Zoli liked to hang around psychiatrists' waiting rooms to hit on the low self-esteem chicks. It had been a slow afternoon, but he heard Dr. Rumplestiltskin's door open and readied an unsettling comment for the next one--a looker he'd just glimpsed on her way in, some kind of divorced royal.
"Man, up until now it was all pretty girls coming out of these appointments," said Zoli. Cinderella, roiling with thoughts about Charming and his perfect little dwarfess girlfriend, kicked Zoli solidly in the nuts. Zoli keeled over with a squeaking noise.
"Get some therapy of your own already," Cinderella said as she pushed open the door to the street.

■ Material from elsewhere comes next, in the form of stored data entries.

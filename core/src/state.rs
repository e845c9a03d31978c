use std::mem::offset_of;

/// Emulated CPU register backing store.
///
/// `#[repr(C)]` because the field offsets are the ABI between Rust and
/// generated code: compiled blocks address every register relative to a
/// base pointer held in a host register for the lifetime of the block.
/// One instance per emulated core; always passed explicitly, never
/// global, so multiple cores and test fixtures stay independent.
///
/// 24-bit quantities live in the low bits of a `u32`, the 56-bit
/// accumulators and 48-bit data registers in the low bits of a `u64`.
#[derive(Debug, Clone)]
#[repr(C)]
pub struct DspState {
    /// Address registers R0-R7.
    pub r: [u32; 8],
    /// Offset registers N0-N7.
    pub n: [u32; 8],
    /// Modifier registers M0-M7.
    pub m: [u32; 8],
    /// Accumulator A (56 bit).
    pub a: u64,
    /// Accumulator B (56 bit).
    pub b: u64,
    /// Data register X (48 bit).
    pub x: u64,
    /// Data register Y (48 bit).
    pub y: u64,
    /// Status register.
    pub sr: u32,
    /// Program counter.
    pub pc: u32,
    /// Loop counter.
    pub lc: u32,
    /// Loop address (last address of the active hardware loop).
    pub la: u32,
    /// System stack pointer.
    pub sp: u32,
}

impl DspState {
    pub fn new() -> Self {
        Self {
            r: [0; 8],
            n: [0; 8],
            // Linear addressing on all generators after reset.
            m: [0xff_ffff; 8],
            a: 0,
            b: 0,
            x: 0,
            y: 0,
            sr: 0,
            pc: 0,
            lc: 0,
            la: 0,
            sp: 0,
        }
    }

    /// Byte offset of a logical register's backing field.
    pub fn offset_of_reg(reg: DspReg) -> i32 {
        let off = match reg {
            DspReg::R(i) => offset_of!(DspState, r) + 4 * i as usize,
            DspReg::N(i) => offset_of!(DspState, n) + 4 * i as usize,
            DspReg::M(i) => offset_of!(DspState, m) + 4 * i as usize,
            DspReg::A => offset_of!(DspState, a),
            DspReg::B => offset_of!(DspState, b),
            DspReg::X => offset_of!(DspState, x),
            DspReg::Y => offset_of!(DspState, y),
            DspReg::Sr => offset_of!(DspState, sr),
            DspReg::Pc => offset_of!(DspState, pc),
            DspReg::Lc => offset_of!(DspState, lc),
            DspReg::La => offset_of!(DspState, la),
        };
        off as i32
    }

    pub const fn offset_of_pc() -> i32 {
        offset_of!(DspState, pc) as i32
    }

    pub const fn offset_of_sr() -> i32 {
        offset_of!(DspState, sr) as i32
    }

    pub const fn offset_of_lc() -> i32 {
        offset_of!(DspState, lc) as i32
    }
}

impl Default for DspState {
    fn default() -> Self {
        Self::new()
    }
}

/// A logical (emulated) register, as opposed to a host register.
#[derive(Debug, Clone, Copy, PartialEq, Eq, Hash)]
pub enum DspReg {
    /// Address register of generator 0-7.
    R(u8),
    /// Offset register of generator 0-7.
    N(u8),
    /// Modifier register of generator 0-7.
    M(u8),
    A,
    B,
    X,
    Y,
    Sr,
    Pc,
    Lc,
    La,
}

/// Host-register class a logical register is cached in.
#[derive(Debug, Clone, Copy, PartialEq, Eq)]
pub enum RegClass {
    /// One lane of a packed {R, N, M} vector register.
    AguPack,
    /// A dedicated 128-bit vector slot (accumulators, data registers).
    Wide,
    /// A dedicated general-purpose register (SR/PC/LC/LA).
    Word,
}

impl DspReg {
    /// All logical registers, in cache-slot order.
    pub fn all() -> impl Iterator<Item = DspReg> {
        let agu = (0..8u8).flat_map(|i| [DspReg::R(i), DspReg::N(i), DspReg::M(i)]);
        agu.chain([
            DspReg::A,
            DspReg::B,
            DspReg::X,
            DspReg::Y,
            DspReg::Sr,
            DspReg::Pc,
            DspReg::Lc,
            DspReg::La,
        ])
    }

    pub fn class(self) -> RegClass {
        match self {
            DspReg::R(_) | DspReg::N(_) | DspReg::M(_) => RegClass::AguPack,
            DspReg::A | DspReg::B | DspReg::X | DspReg::Y => RegClass::Wide,
            DspReg::Sr | DspReg::Pc | DspReg::Lc | DspReg::La => RegClass::Word,
        }
    }

    /// Address-generator index for AGU component registers.
    pub fn agu_index(self) -> Option<u8> {
        match self {
            DspReg::R(i) | DspReg::N(i) | DspReg::M(i) => Some(i),
            _ => None,
        }
    }
}

/// Status register bit positions and masks.
pub mod sr {
    use bitflags::bitflags;

    bitflags! {
        /// Condition code register bits (SR bits 0-7).
        #[derive(Debug, Clone, Copy, PartialEq, Eq)]
        pub struct Ccr: u32 {
            const CARRY = 1 << 0;
            const OVERFLOW = 1 << 1;
            const ZERO = 1 << 2;
            const NEGATIVE = 1 << 3;
            const UNNORMALIZED = 1 << 4;
            const EXTENSION = 1 << 5;
            const LIMIT = 1 << 6;
            const SCALING = 1 << 7;
        }
    }

    /// Scaling mode bit 0.
    pub const S0: u32 = 1 << 10;
    /// Scaling mode bit 1.
    pub const S1: u32 = 1 << 11;
    /// Sixteen-bit compatibility mode.
    pub const SC: u32 = 1 << 13;
    /// Double-precision multiply mode.
    pub const DM: u32 = 1 << 14;
    /// Loop flag: a hardware DO loop is active.
    pub const LF: u32 = 1 << 15;

    /// SR bits that affect generated code and therefore participate in
    /// the mode key. The CCR is evaluated at runtime, never compiled in,
    /// and the interrupt mask bits only matter between blocks.
    pub const MODE_RELEVANT: u32 = S0 | S1 | SC | DM;
}
//! Block cache and mode-keyed chains.
//!
//! One chain per start address groups the blocks compiled for the
//! addressing-mode configurations seen there — at most one block per
//! (address, mode) pair. Membership is append-only; invalidation clears
//! every chain wholesale, never a single mode variant.

use std::collections::HashMap;

use d56jit_backend::CompiledBlock;
use d56jit_core::JitMode;

/// The compiled variants sharing one start address.
#[derive(Debug, Default)]
pub struct BlockChain {
    variants: Vec<(JitMode, CompiledBlock)>,
}

impl BlockChain {
    pub fn get(&self, mode: JitMode) -> Option<&CompiledBlock> {
        self.variants
            .iter()
            .find(|(m, _)| *m == mode)
            .map(|(_, b)| b)
    }

    pub fn insert(&mut self, mode: JitMode, block: CompiledBlock) {
        assert!(
            self.get(mode).is_none(),
            "duplicate block for mode {mode:?} at {:#08x}",
            block.start
        );
        self.variants.push((mode, block));
    }

    pub fn len(&self) -> usize {
        self.variants.len()
    }

    pub fn is_empty(&self) -> bool {
        self.variants.is_empty()
    }
}

/// All compiled blocks, keyed by start address. Exclusively owns the
/// block descriptors; the dispatcher only looks things up.
#[derive(Debug, Default)]
pub struct BlockCache {
    chains: HashMap<u32, BlockChain>,
}

impl BlockCache {
    pub fn new() -> Self {
        Self {
            chains: HashMap::new(),
        }
    }

    pub fn lookup(&self, addr: u32, mode: JitMode) -> Option<&CompiledBlock> {
        self.chains.get(&addr).and_then(|c| c.get(mode))
    }

    /// Whether any block (of any mode) starts at `addr`.
    pub fn occupied(&self, addr: u32) -> bool {
        self.chains.get(&addr).is_some_and(|c| !c.is_empty())
    }

    pub fn insert(&mut self, mode: JitMode, block: CompiledBlock) {
        self.chains
            .entry(block.start)
            .or_default()
            .insert(mode, block);
    }

    pub fn block_count(&self) -> usize {
        self.chains.values().map(|c| c.len()).sum()
    }

    /// Wholesale invalidation.
    pub fn clear(&mut self) {
        self.chains.clear();
    }
}
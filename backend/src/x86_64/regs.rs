//! Host register identities and the fixed register plan.
//!
//! The plan mirrors the scarcity constraints of the emulated machine:
//! the state base and the four dedicated word registers live in
//! callee-saved registers so native call-outs never disturb them, the
//! scratch pools live in caller-saved registers and are snapshotted
//! around calls by the stack helper.

/// x86-64 general-purpose registers, numbered as in ModR/M and REX.
#[derive(Debug, Clone, Copy, PartialEq, Eq, Hash)]
#[repr(u8)]
pub enum Gp {
    Rax = 0,
    Rcx = 1,
    Rdx = 2,
    Rbx = 3,
    Rsp = 4,
    Rbp = 5,
    Rsi = 6,
    Rdi = 7,
    R8 = 8,
    R9 = 9,
    R10 = 10,
    R11 = 11,
    R12 = 12,
    R13 = 13,
    R14 = 14,
    R15 = 15,
}

impl Gp {
    #[inline]
    pub const fn low3(self) -> u8 {
        (self as u8) & 0x7
    }
}

/// x86-64 vector registers.
#[derive(Debug, Clone, Copy, PartialEq, Eq, Hash)]
#[repr(u8)]
pub enum Xmm {
    Xmm0 = 0,
    Xmm1 = 1,
    Xmm2 = 2,
    Xmm3 = 3,
    Xmm4 = 4,
    Xmm5 = 5,
    Xmm6 = 6,
    Xmm7 = 7,
    Xmm8 = 8,
    Xmm9 = 9,
    Xmm10 = 10,
    Xmm11 = 11,
    Xmm12 = 12,
    Xmm13 = 13,
    Xmm14 = 14,
    Xmm15 = 15,
}

impl Xmm {
    #[inline]
    pub const fn low3(self) -> u8 {
        (self as u8) & 0x7
    }

    pub const fn from_index(i: u8) -> Xmm {
        assert!(i < 16);
        // SAFETY: repr(u8) with contiguous discriminants 0..16.
        unsafe { std::mem::transmute(i) }
    }
}

/// Either register file, for stack bookkeeping.
#[derive(Debug, Clone, Copy, PartialEq, Eq)]
pub enum HostReg {
    Gp(Gp),
    Xmm(Xmm),
}

impl HostReg {
    /// Bytes this register occupies when pushed by the stack helper.
    /// Vector registers are saved in full.
    pub const fn push_bytes(self) -> u32 {
        match self {
            HostReg::Gp(_) => 8,
            HostReg::Xmm(_) => 16,
        }
    }

    pub const fn is_vector(self) -> bool {
        matches!(self, HostReg::Xmm(_))
    }

    /// Caller-saved under the host calling convention, i.e. clobbered
    /// by any native call made from generated code.
    pub fn is_volatile(self) -> bool {
        match self {
            HostReg::Gp(g) => VOLATILE_GPS.contains(&g),
            #[cfg(windows)]
            HostReg::Xmm(x) => (x as u8) < 6,
            #[cfg(not(windows))]
            HostReg::Xmm(_) => true,
        }
    }
}

impl From<Gp> for HostReg {
    fn from(g: Gp) -> Self {
        HostReg::Gp(g)
    }
}

impl From<Xmm> for HostReg {
    fn from(x: Xmm) -> Self {
        HostReg::Xmm(x)
    }
}

/// Base pointer to the `DspState` backing store for the lifetime of
/// generated code. Set by the shared prologue, callee-saved.
pub const STATE_BASE: Gp = Gp::Rbp;

/// Permanent scratch; used to materialize 64-bit pointers. Never pooled.
pub const SCRATCH: Gp = Gp::Rax;

/// Reserved as the shift-count register; never pooled.
pub const SHIFT_REG: Gp = Gp::Rcx;

/// Scratch pool handed to instruction emitters.
pub const POOL_GPS: [Gp; 4] = [Gp::R8, Gp::R9, Gp::R10, Gp::R11];
pub const POOL_XMMS: [Xmm; 4] = [Xmm::Xmm0, Xmm::Xmm1, Xmm::Xmm2, Xmm::Xmm3];

/// Dedicated vector slot of AGU pack `i` (lanes [R, N, M, 0]).
pub const fn agu_slot(i: u8) -> Xmm {
    assert!(i < 8);
    Xmm::from_index(4 + i)
}

/// Dedicated vector slots for the wide registers A, B, X, Y.
pub const WIDE_SLOTS: [Xmm; 4] = [Xmm::Xmm12, Xmm::Xmm13, Xmm::Xmm14, Xmm::Xmm15];

/// Dedicated word slots for SR, PC, LC, LA. All callee-saved.
pub const WORD_SLOTS: [Gp; 4] = [Gp::Rbx, Gp::R12, Gp::R13, Gp::R14];

/// Intra-block hardware-loop iteration counter (callee-saved, only
/// touched when the iteration cap is configured).
pub const LOOP_COUNT_REG: Gp = Gp::R15;

#[cfg(not(windows))]
pub const CALL_ARG_GPS: [Gp; 4] = [Gp::Rdi, Gp::Rsi, Gp::Rdx, Gp::Rcx];
#[cfg(windows)]
pub const CALL_ARG_GPS: [Gp; 4] = [Gp::Rcx, Gp::Rdx, Gp::R8, Gp::R9];

#[cfg(not(windows))]
pub const VOLATILE_GPS: [Gp; 9] = [
    Gp::Rax,
    Gp::Rcx,
    Gp::Rdx,
    Gp::Rsi,
    Gp::Rdi,
    Gp::R8,
    Gp::R9,
    Gp::R10,
    Gp::R11,
];
#[cfg(windows)]
pub const VOLATILE_GPS: [Gp; 7] = [Gp::Rax, Gp::Rcx, Gp::Rdx, Gp::R8, Gp::R9, Gp::R10, Gp::R11];

/// Callee-saved GP registers the shared prologue must preserve.
#[cfg(not(windows))]
pub const CALLEE_SAVED_GPS: [Gp; 6] = [Gp::Rbx, Gp::Rbp, Gp::R12, Gp::R13, Gp::R14, Gp::R15];
#[cfg(windows)]
pub const CALLEE_SAVED_GPS: [Gp; 8] = [
    Gp::Rbx,
    Gp::Rbp,
    Gp::Rsi,
    Gp::Rdi,
    Gp::R12,
    Gp::R13,
    Gp::R14,
    Gp::R15,
];

/// Stack alignment required at every native call site.
pub const STACK_ALIGN: u32 = 16;

/// Shadow space the callee may spill its register arguments into.
#[cfg(windows)]
pub const SHADOW_SPACE: u32 = 32;
#[cfg(not(windows))]
pub const SHADOW_SPACE: u32 = 0;

/// Host vector capabilities, detected once at backend construction. The
/// AGU lane strategy is picked here, not per emitted access.
#[derive(Debug, Clone, Copy)]
pub struct HostCaps {
    pub sse41: bool,
}

impl HostCaps {
    pub fn detect() -> Self {
        #[cfg(target_arch = "x86_64")]
        {
            Self {
                sse41: std::arch::is_x86_feature_detected!("sse4.1"),
            }
        }
        #[cfg(not(target_arch = "x86_64"))]
        {
            Self { sse41: false }
        }
    }
}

The kick hadn't improved her mood; actually, she felt guilty. In her head, she hadn't been kicking Zoli: she'd been kicking Charming. She was inexpressibly angry at him, and yet she couldn't even kick him vicariously in the nuts and get any satisfaction out of it. What was wrong with her?
"Ella! Hey, girl!" someone shouted, and Cinderella looked up to spot Snow White hiking up her skirts and hustling toward her. There were at least 50 yards of empty cobblestone on every side; escape was not an option.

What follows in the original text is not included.